The SEAL, resembling for all the world the picture of a vehicle called a van
he had seen in an automotive book in the enormous Family library, was
parked in the center of Highway 59, or what was left of the roadway after
a century of neglect and pounding by the elements. If all went as planned,
after a quick repast, they would continue north until they hit Highway 11,
head east, and be at the Home by dark.
The vegetation at the side of the road was dense. Hickok pushed his
way through, searching for a suitable tree. While still a youngster, he had
developed a penchant for urinating on the biggest, tallest tree he could
find. The habit had become almost a ritual, his way of telling life to get
screwed for the bum steer he'd been handed. Why couldn't he have been
born before the Big Blast, before everything bit the dust?

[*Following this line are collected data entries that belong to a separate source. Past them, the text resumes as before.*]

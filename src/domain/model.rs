// ドメインモデル（エンティティと値オブジェクト）

mod listing;
mod pickup_point;
mod principal;
mod product;
mod reception;
mod user;
mod value_objects;

pub use value_objects::{
    City, Email, ProductId, ProductType, PvzId, ReceptionId, ReceptionStatus, Role, UserId,
};

pub use listing::{
    Pagination, PickupPointOverview, PickupPointPage, ReceptionOverview, RegistrationPeriod,
};
pub use pickup_point::PickupPoint;
pub use principal::Principal;
pub use product::Product;
pub use reception::Reception;
pub use user::UserAccount;
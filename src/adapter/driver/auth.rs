use axum::{
    extract::FromRequestParts,
    http::{header::AUTHORIZATION, request::Parts, StatusCode},
    response::Json,
};

use crate::adapter::driver::rest_api::{map_application_error, ApiError, ApiFailure, AppState};
use crate::domain::model::Principal;

/// `Authorization: Bearer <token>`から復元した呼び出し元
/// ハンドラーの引数に置くと、認証されていないリクエストは401で拒否される
#[derive(Debug, Clone, Copy)]
pub struct AuthenticatedPrincipal(pub Principal);

fn unauthorized(message: &str) -> ApiFailure {
    (
        StatusCode::UNAUTHORIZED,
        Json(ApiError {
            message: message.to_string(),
            code: "UNAUTHORIZED".to_string(),
        }),
    )
}

fn bearer_token(parts: &Parts) -> Result<&str, ApiFailure> {
    let value = parts
        .headers
        .get(AUTHORIZATION)
        .ok_or_else(|| unauthorized("missing authorization header"))?
        .to_str()
        .map_err(|_| unauthorized("malformed authorization header"))?;

    let (scheme, token) = value
        .split_once(' ')
        .ok_or_else(|| unauthorized("malformed authorization header"))?;
    if !scheme.eq_ignore_ascii_case("bearer") || token.trim().is_empty() {
        return Err(unauthorized("malformed authorization header"));
    }
    Ok(token.trim())
}

#[axum::async_trait]
impl FromRequestParts<AppState> for AuthenticatedPrincipal {
    type Rejection = ApiFailure;

    async fn from_request_parts(
        parts: &mut Parts,
        state: &AppState,
    ) -> Result<Self, Self::Rejection> {
        let token = bearer_token(parts)?;
        state
            .auth_service
            .authenticate(token)
            .map(AuthenticatedPrincipal)
            .map_err(map_application_error)
    }
}
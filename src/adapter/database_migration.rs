use crate::adapter::database_error::DatabaseError;
use sqlx::{Executor, PgPool};
use tracing::info;

// 適用順に並べる
const MIGRATIONS: [(&str, &str); 4] = [
    (
        "001_create_pvz_table",
        include_str!("../../migrations/001_create_pvz_table.sql"),
    ),
    (
        "002_create_reception_table",
        include_str!("../../migrations/002_create_reception_table.sql"),
    ),
    (
        "003_create_product_table",
        include_str!("../../migrations/003_create_product_table.sql"),
    ),
    (
        "004_create_users_table",
        include_str!("../../migrations/004_create_users_table.sql"),
    ),
];

/// データベースマイグレーションを管理する構造体
pub struct DatabaseMigration {
    pool: PgPool,
}

impl DatabaseMigration {
    /// 新しいDatabaseMigrationインスタンスを作成
    pub fn new(pool: PgPool) -> Self {
        Self { pool }
    }

    /// マイグレーションを実行
    /// べき等性を保証（CREATE ... IF NOT EXISTS）
    /// 1ファイルに複数の文を含むため、プリペアドではない単純クエリとして送る
    pub async fn run(&self) -> Result<(), DatabaseError> {
        for (name, sql) in MIGRATIONS {
            info!(migration = name, "running migration");
            self.pool.execute(sql).await.map_err(|e| {
                DatabaseError::MigrationError(format!("Migration {} failed: {}", name, e))
            })?;
        }

        info!(count = MIGRATIONS.len(), "all migrations completed");
        Ok(())
    }
}
// 出力ポート
// ドメイン層が外部に依存する機能をトレイトとして定義
// アダプター層でこれらのトレイトを実装する

use crate::domain::model::{
    Email, PickupPoint, Principal, Product, ProductId, PvzId, Reception, ReceptionId,
    RegistrationPeriod, UserAccount,
};
use async_trait::async_trait;

/// リポジトリエラー型
/// リポジトリ操作で発生するエラーを表現する
#[derive(Debug, Clone, PartialEq, thiserror::Error)]
#[allow(clippy::enum_variant_names)]
pub enum RepositoryError {
    /// データベース接続に失敗
    #[error("Connection failed: {0}")]
    ConnectionFailed(String),
    /// 操作に失敗
    #[error("Operation failed: {0}")]
    OperationFailed(String),
    /// データの取得に失敗
    #[error("Fetch failed: {0}")]
    FetchFailed(String),
    /// 一意制約違反
    #[error("Unique constraint violated: {0}")]
    UniqueViolation(String),
    /// 外部キー制約違反
    #[error("Foreign key constraint violated: {0}")]
    ForeignKeyViolation(String),
}

/// 受付ポイントリポジトリトレイト
#[async_trait]
pub trait PickupPointRepository: Send + Sync {
    /// 受付ポイントを保存する
    async fn save(&self, pickup_point: &PickupPoint) -> Result<(), RepositoryError>;

    /// 期間に一致する受付ポイントの件数を数える
    async fn count(&self, period: &RegistrationPeriod) -> Result<u64, RepositoryError>;

    /// 期間に一致する受付ポイントを1ページ分取得する
    /// 登録日時の降順で並べて返す
    ///
    /// # Arguments
    /// * `period` - 登録日時の絞り込み期間
    /// * `offset` - 読み飛ばす件数
    /// * `limit` - 取得する最大件数
    async fn find_page(
        &self,
        period: &RegistrationPeriod,
        offset: u64,
        limit: u32,
    ) -> Result<Vec<PickupPoint>, RepositoryError>;
}

/// 受付リポジトリトレイト
/// 受付の状態遷移はすべて条件付きの単一書き込みとして実装する
#[async_trait]
pub trait ReceptionRepository: Send + Sync {
    /// 開いている受付を追加する
    ///
    /// # Returns
    /// * `Err(RepositoryError::UniqueViolation)` - 同じ受付ポイントに開いている受付が既にある
    /// * `Err(RepositoryError::ForeignKeyViolation)` - 受付ポイントが存在しない
    async fn insert_open(&self, reception: &Reception) -> Result<(), RepositoryError>;

    /// 受付ポイントの開いている受付を取得する
    /// 複数ある場合は最も新しいもの
    ///
    /// # Returns
    /// * `Ok(Some(Reception))` - 開いている受付が見つかった
    /// * `Ok(None)` - 開いている受付がない
    async fn find_open_by_point(&self, pvz_id: PvzId)
        -> Result<Option<Reception>, RepositoryError>;

    /// 受付を閉じる
    /// ステータスがInProgressの場合のみ更新する
    ///
    /// # Returns
    /// * `Ok(Some(Reception))` - 閉じた後の受付
    /// * `Ok(None)` - 既に閉じられていた（並行する呼び出しに先を越された）
    async fn close(&self, reception_id: ReceptionId) -> Result<Option<Reception>, RepositoryError>;

    /// 受付ポイントのすべての受付を開始日時の降順で取得する
    async fn find_by_point(&self, pvz_id: PvzId) -> Result<Vec<Reception>, RepositoryError>;
}

/// 商品リポジトリトレイト
#[async_trait]
pub trait ProductRepository: Send + Sync {
    /// 受付が開いている場合のみ商品を追加する
    ///
    /// # Returns
    /// * `Ok(true)` - 追加成功
    /// * `Ok(false)` - 受付が既に閉じられていた
    async fn insert_into_open(&self, product: &Product) -> Result<bool, RepositoryError>;

    /// 受付で最後に追加された商品を取得する
    async fn find_last_by_reception(
        &self,
        reception_id: ReceptionId,
    ) -> Result<Option<Product>, RepositoryError>;

    /// 受付が開いている場合のみ商品を削除する
    ///
    /// # Returns
    /// * `Ok(true)` - 1件削除した
    /// * `Ok(false)` - 削除対象がなかった
    async fn delete(
        &self,
        product_id: ProductId,
        reception_id: ReceptionId,
    ) -> Result<bool, RepositoryError>;

    /// 受付のすべての商品を追加日時の降順で取得する
    async fn find_by_reception(
        &self,
        reception_id: ReceptionId,
    ) -> Result<Vec<Product>, RepositoryError>;
}

/// ユーザーリポジトリトレイト
#[async_trait]
pub trait UserRepository: Send + Sync {
    async fn exists_by_email(&self, email: &Email) -> Result<bool, RepositoryError>;

    /// ユーザーを追加する
    /// メールアドレスが重複する場合は`UniqueViolation`
    async fn insert(&self, user: &UserAccount) -> Result<(), RepositoryError>;

    async fn find_by_email(&self, email: &Email) -> Result<Option<UserAccount>, RepositoryError>;
}

/// トークンエラー
#[derive(Debug, Clone, PartialEq, thiserror::Error)]
pub enum TokenError {
    #[error("invalid token: {0}")]
    Invalid(String),
    #[error("token expired")]
    Expired,
    #[error("failed to issue token: {0}")]
    IssueFailed(String),
}

/// 認証トークンの発行と検証を行うポート
pub trait TokenService: Send + Sync {
    /// 呼び出し元を表すトークンを発行する
    fn issue(&self, principal: &Principal) -> Result<String, TokenError>;

    /// トークンを検証し、呼び出し元を復元する
    fn verify(&self, token: &str) -> Result<Principal, TokenError>;
}

/// パスワードハッシュエラー
#[derive(Debug, Clone, PartialEq, thiserror::Error)]
pub enum PasswordHashError {
    #[error("failed to hash password: {0}")]
    HashFailed(String),
    #[error("failed to verify password: {0}")]
    VerifyFailed(String),
}

/// パスワードのハッシュ化と照合を行うポート
/// CPUを占有するため、非同期コンテキストからはブロッキングタスクとして呼び出す
pub trait PasswordHasher: Send + Sync {
    fn hash(&self, password: &str) -> Result<String, PasswordHashError>;

    fn verify(&self, password: &str, hash: &str) -> Result<bool, PasswordHashError>;
}
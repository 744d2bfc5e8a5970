use axum::{
    extract::{
        rejection::{JsonRejection, QueryRejection},
        Path, Query, State,
    },
    http::StatusCode,
    response::Json,
    routing::{get, post},
    Router,
};
use serde::{Deserialize, Serialize};
use std::sync::Arc;
use tracing::error;

use crate::adapter::driver::auth::AuthenticatedPrincipal;
use crate::adapter::driver::request_dto::{
    AddProductRequest, CreatePickupPointRequest, CreateReceptionRequest, DummyLoginRequest,
    LoginRequest, PickupPointsQueryParams, RegisterRequest,
};
use crate::adapter::driver::response_dto::{
    PickupPointResponse, PickupPointWithReceptionsResponse, ProductResponse, ReceptionResponse,
    TokenResponse, UserResponse,
};
use crate::application::service::{
    AuthApplicationService, PickupPointApplicationService, ProductApplicationService,
    ReceptionApplicationService,
};
use crate::application::ApplicationError;
use crate::domain::error::ErrorKind;
use crate::domain::model::{City, Pagination, ProductType, PvzId, RegistrationPeriod, Role};
use crate::domain::port::{
    PasswordHasher, PickupPointRepository, ProductRepository, ReceptionRepository, TokenService,
    UserRepository,
};

/// 総件数を返すヘッダー
pub const TOTAL_COUNT_HEADER: &str = "x-total-count";

#[derive(Debug, Serialize, Deserialize)]
pub struct ApiError {
    pub message: String,
    pub code: String,
}

pub type ApiFailure = (StatusCode, Json<ApiError>);

// アプリケーションサービスを含む状態
#[derive(Clone)]
pub struct AppState {
    pub pickup_point_service: Arc<PickupPointApplicationService>,
    pub reception_service: Arc<ReceptionApplicationService>,
    pub product_service: Arc<ProductApplicationService>,
    pub auth_service: Arc<AuthApplicationService>,
}

impl AppState {
    /// ポートの実装からすべてのアプリケーションサービスを組み立てる
    pub fn new(
        pickup_point_repository: Arc<dyn PickupPointRepository>,
        reception_repository: Arc<dyn ReceptionRepository>,
        product_repository: Arc<dyn ProductRepository>,
        user_repository: Arc<dyn UserRepository>,
        token_service: Arc<dyn TokenService>,
        password_hasher: Arc<dyn PasswordHasher>,
    ) -> Self {
        Self {
            pickup_point_service: Arc::new(PickupPointApplicationService::new(
                pickup_point_repository,
                reception_repository.clone(),
                product_repository.clone(),
            )),
            reception_service: Arc::new(ReceptionApplicationService::new(
                reception_repository.clone(),
            )),
            product_service: Arc::new(ProductApplicationService::new(
                reception_repository,
                product_repository,
            )),
            auth_service: Arc::new(AuthApplicationService::new(
                user_repository,
                token_service,
                password_hasher,
            )),
        }
    }
}

// REST APIルーターを作成
pub fn create_router(state: AppState) -> Router {
    Router::new()
        .route("/health", get(health_check))
        .route("/dummyLogin", post(dummy_login))
        .route("/register", post(register))
        .route("/login", post(login))
        .route("/pvz", post(create_pickup_point).get(list_pickup_points))
        .route(
            "/pvz/:pvz_id/close_last_reception",
            post(close_last_reception),
        )
        .route("/pvz/:pvz_id/delete_last_product", post(delete_last_product))
        .route("/receptions", post(open_reception))
        .route("/products", post(add_product))
        .with_state(state)
}

// ヘルスチェックエンドポイント
async fn health_check() -> Json<serde_json::Value> {
    Json(serde_json::json!({
        "status": "healthy",
        "service": "pvz-service",
        "version": env!("CARGO_PKG_VERSION")
    }))
}

fn bad_request(message: impl Into<String>) -> ApiFailure {
    (
        StatusCode::BAD_REQUEST,
        Json(ApiError {
            message: message.into(),
            code: "VALIDATION_ERROR".to_string(),
        }),
    )
}

fn parse_role(raw: &str) -> Result<Role, ApiFailure> {
    Role::from_string(raw).map_err(|e| map_application_error(e.into()))
}

// ダミーログインエンドポイント
async fn dummy_login(
    State(state): State<AppState>,
    body: Result<Json<DummyLoginRequest>, JsonRejection>,
) -> Result<Json<TokenResponse>, ApiFailure> {
    let Json(request) = body.map_err(|e| bad_request(e.body_text()))?;
    let role = parse_role(&request.role)?;

    let token = state
        .auth_service
        .dummy_login(role)
        .map_err(map_application_error)?;
    Ok(Json(TokenResponse { token }))
}

// ユーザー登録エンドポイント
async fn register(
    State(state): State<AppState>,
    body: Result<Json<RegisterRequest>, JsonRejection>,
) -> Result<(StatusCode, Json<UserResponse>), ApiFailure> {
    let Json(request) = body.map_err(|e| bad_request(e.body_text()))?;
    let role = parse_role(&request.role)?;

    let user = state
        .auth_service
        .register(&request.email, &request.password, role)
        .await
        .map_err(map_application_error)?;
    Ok((StatusCode::CREATED, Json(UserResponse::from_user(&user))))
}

// ログインエンドポイント
async fn login(
    State(state): State<AppState>,
    body: Result<Json<LoginRequest>, JsonRejection>,
) -> Result<Json<TokenResponse>, ApiFailure> {
    let Json(request) = body.map_err(|e| bad_request(e.body_text()))?;

    let token = state
        .auth_service
        .login(&request.email, &request.password)
        .await
        .map_err(map_application_error)?;
    Ok(Json(TokenResponse { token }))
}

// 受付ポイント登録エンドポイント
async fn create_pickup_point(
    State(state): State<AppState>,
    AuthenticatedPrincipal(principal): AuthenticatedPrincipal,
    body: Result<Json<CreatePickupPointRequest>, JsonRejection>,
) -> Result<(StatusCode, Json<PickupPointResponse>), ApiFailure> {
    let Json(request) = body.map_err(|e| bad_request(e.body_text()))?;
    let city = City::from_string(&request.city).map_err(|e| map_application_error(e.into()))?;

    let pickup_point = state
        .pickup_point_service
        .create_pickup_point(&principal, city)
        .await
        .map_err(map_application_error)?;
    Ok((
        StatusCode::CREATED,
        Json(PickupPointResponse::from_pickup_point(&pickup_point)),
    ))
}

// 受付ポイント一覧取得エンドポイント
async fn list_pickup_points(
    State(state): State<AppState>,
    AuthenticatedPrincipal(principal): AuthenticatedPrincipal,
    query: Result<Query<PickupPointsQueryParams>, QueryRejection>,
) -> Result<
    (
        [(&'static str, String); 1],
        Json<Vec<PickupPointWithReceptionsResponse>>,
    ),
    ApiFailure,
> {
    let Query(params) = query.map_err(|_| bad_request("invalid query parameters"))?;
    let period =
        RegistrationPeriod::parse_lenient(params.start_date.as_deref(), params.end_date.as_deref());
    let pagination =
        Pagination::new(params.page, params.limit).map_err(|e| map_application_error(e.into()))?;

    let page = state
        .pickup_point_service
        .list_pickup_points(&principal, period, pagination)
        .await
        .map_err(map_application_error)?;

    let response = page
        .items
        .iter()
        .map(PickupPointWithReceptionsResponse::from_overview)
        .collect();
    Ok(([(TOTAL_COUNT_HEADER, page.total.to_string())], Json(response)))
}

// 受付開始エンドポイント
async fn open_reception(
    State(state): State<AppState>,
    AuthenticatedPrincipal(principal): AuthenticatedPrincipal,
    body: Result<Json<CreateReceptionRequest>, JsonRejection>,
) -> Result<(StatusCode, Json<ReceptionResponse>), ApiFailure> {
    let Json(request) = body.map_err(|e| bad_request(e.body_text()))?;
    let pvz_id = PvzId::parse(&request.pvz_id).map_err(|e| map_application_error(e.into()))?;

    let reception = state
        .reception_service
        .open_reception(&principal, pvz_id)
        .await
        .map_err(map_application_error)?;
    Ok((
        StatusCode::CREATED,
        Json(ReceptionResponse::from_reception(&reception)),
    ))
}

// 受付終了エンドポイント
async fn close_last_reception(
    State(state): State<AppState>,
    AuthenticatedPrincipal(principal): AuthenticatedPrincipal,
    Path(pvz_id): Path<String>,
) -> Result<Json<ReceptionResponse>, ApiFailure> {
    let pvz_id = PvzId::parse(&pvz_id).map_err(|e| map_application_error(e.into()))?;

    let reception = state
        .reception_service
        .close_last_reception(&principal, pvz_id)
        .await
        .map_err(map_application_error)?;
    Ok(Json(ReceptionResponse::from_reception(&reception)))
}

// 商品追加エンドポイント
async fn add_product(
    State(state): State<AppState>,
    AuthenticatedPrincipal(principal): AuthenticatedPrincipal,
    body: Result<Json<AddProductRequest>, JsonRejection>,
) -> Result<(StatusCode, Json<ProductResponse>), ApiFailure> {
    let Json(request) = body.map_err(|e| bad_request(e.body_text()))?;
    let pvz_id = PvzId::parse(&request.pvz_id).map_err(|e| map_application_error(e.into()))?;
    let product_type = ProductType::from_string(&request.product_type)
        .map_err(|e| map_application_error(e.into()))?;

    let product = state
        .product_service
        .add_product(&principal, pvz_id, product_type)
        .await
        .map_err(map_application_error)?;
    Ok((
        StatusCode::CREATED,
        Json(ProductResponse::from_product(&product)),
    ))
}

// 最後の商品の削除エンドポイント
async fn delete_last_product(
    State(state): State<AppState>,
    AuthenticatedPrincipal(principal): AuthenticatedPrincipal,
    Path(pvz_id): Path<String>,
) -> Result<StatusCode, ApiFailure> {
    let pvz_id = PvzId::parse(&pvz_id).map_err(|e| map_application_error(e.into()))?;

    state
        .product_service
        .delete_last_product(&principal, pvz_id)
        .await
        .map_err(map_application_error)?;
    Ok(StatusCode::OK)
}

// アプリケーションエラーをHTTPエラーにマッピング
// 内部エラーの詳細はログにのみ出力する
pub(crate) fn map_application_error(err: ApplicationError) -> ApiFailure {
    let kind = err.kind();
    let (status, code) = match kind {
        ErrorKind::Validation => (StatusCode::BAD_REQUEST, "VALIDATION_ERROR"),
        ErrorKind::Conflict => (StatusCode::BAD_REQUEST, "CONFLICT"),
        ErrorKind::NotFound => (StatusCode::BAD_REQUEST, "NOT_FOUND"),
        ErrorKind::Forbidden => (StatusCode::FORBIDDEN, "FORBIDDEN"),
        ErrorKind::Unauthorized => (StatusCode::UNAUTHORIZED, "UNAUTHORIZED"),
        ErrorKind::Internal => (StatusCode::INTERNAL_SERVER_ERROR, "INTERNAL_ERROR"),
    };

    let message = match err {
        ApplicationError::DomainError(domain_err) => domain_err.to_string(),
        other => {
            error!(error = %other, "request failed with internal error");
            "internal server error".to_string()
        }
    };

    (
        status,
        Json(ApiError {
            message,
            code: code.to_string(),
        }),
    )
}

#[cfg(test)]
mod error_handling_tests {
    use super::*;
    use crate::domain::error::DomainError;
    use crate::domain::port::RepositoryError;

    #[test]
    fn test_conflict_and_not_found_are_bad_request() {
        let (status, Json(api_error)) =
            map_application_error(DomainError::ReceptionAlreadyOpen.into());
        assert_eq!(status, StatusCode::BAD_REQUEST);
        assert_eq!(api_error.code, "CONFLICT");
        assert_eq!(
            api_error.message,
            "pickup point already has an unclosed reception"
        );

        let (status, Json(api_error)) =
            map_application_error(DomainError::NoProductsToDelete.into());
        assert_eq!(status, StatusCode::BAD_REQUEST);
        assert_eq!(api_error.code, "NOT_FOUND");
    }

    #[test]
    fn test_forbidden_and_unauthorized() {
        let (status, _) =
            map_application_error(DomainError::Forbidden("only moderator".to_string()).into());
        assert_eq!(status, StatusCode::FORBIDDEN);

        let (status, _) = map_application_error(DomainError::InvalidCredentials.into());
        assert_eq!(status, StatusCode::UNAUTHORIZED);
    }

    #[test]
    fn test_internal_error_hides_detail() {
        let (status, Json(api_error)) = map_application_error(
            RepositoryError::OperationFailed("relation \"pvz\" does not exist".to_string()).into(),
        );

        assert_eq!(status, StatusCode::INTERNAL_SERVER_ERROR);
        assert_eq!(api_error.message, "internal server error");
        assert!(!api_error.message.contains("pvz"));
    }
}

Several chickadees were chirping nearby, and two flies buzzed around
his head as he approached his intended target.
Why, he wondered, was he suddenly peeing so frequently? Did it have
something to do with the constant bouncing around in the SEAL? Maybe
he should have the Healers check him over after they returned to Home.
Hickok reached the towering Northern Red oak he'd selected and
stared up into the branches high above his head. Had this particular tree
been standing before World War III? Would it still be here a hundred
years after he passed on to the higher worlds, as Plato referred to them?
What would it…
The chickadees abruptly ceased their singing, and the entire forest
went quiet.
Danger.
Something made a snorting sound, and before the gunman could react,
before he could even think about concealing himself, the terror of the
woods, the scourge of the land since the Big Blast, ambled around the
expansive trunk of the Northern Red oak and stopped four feet away.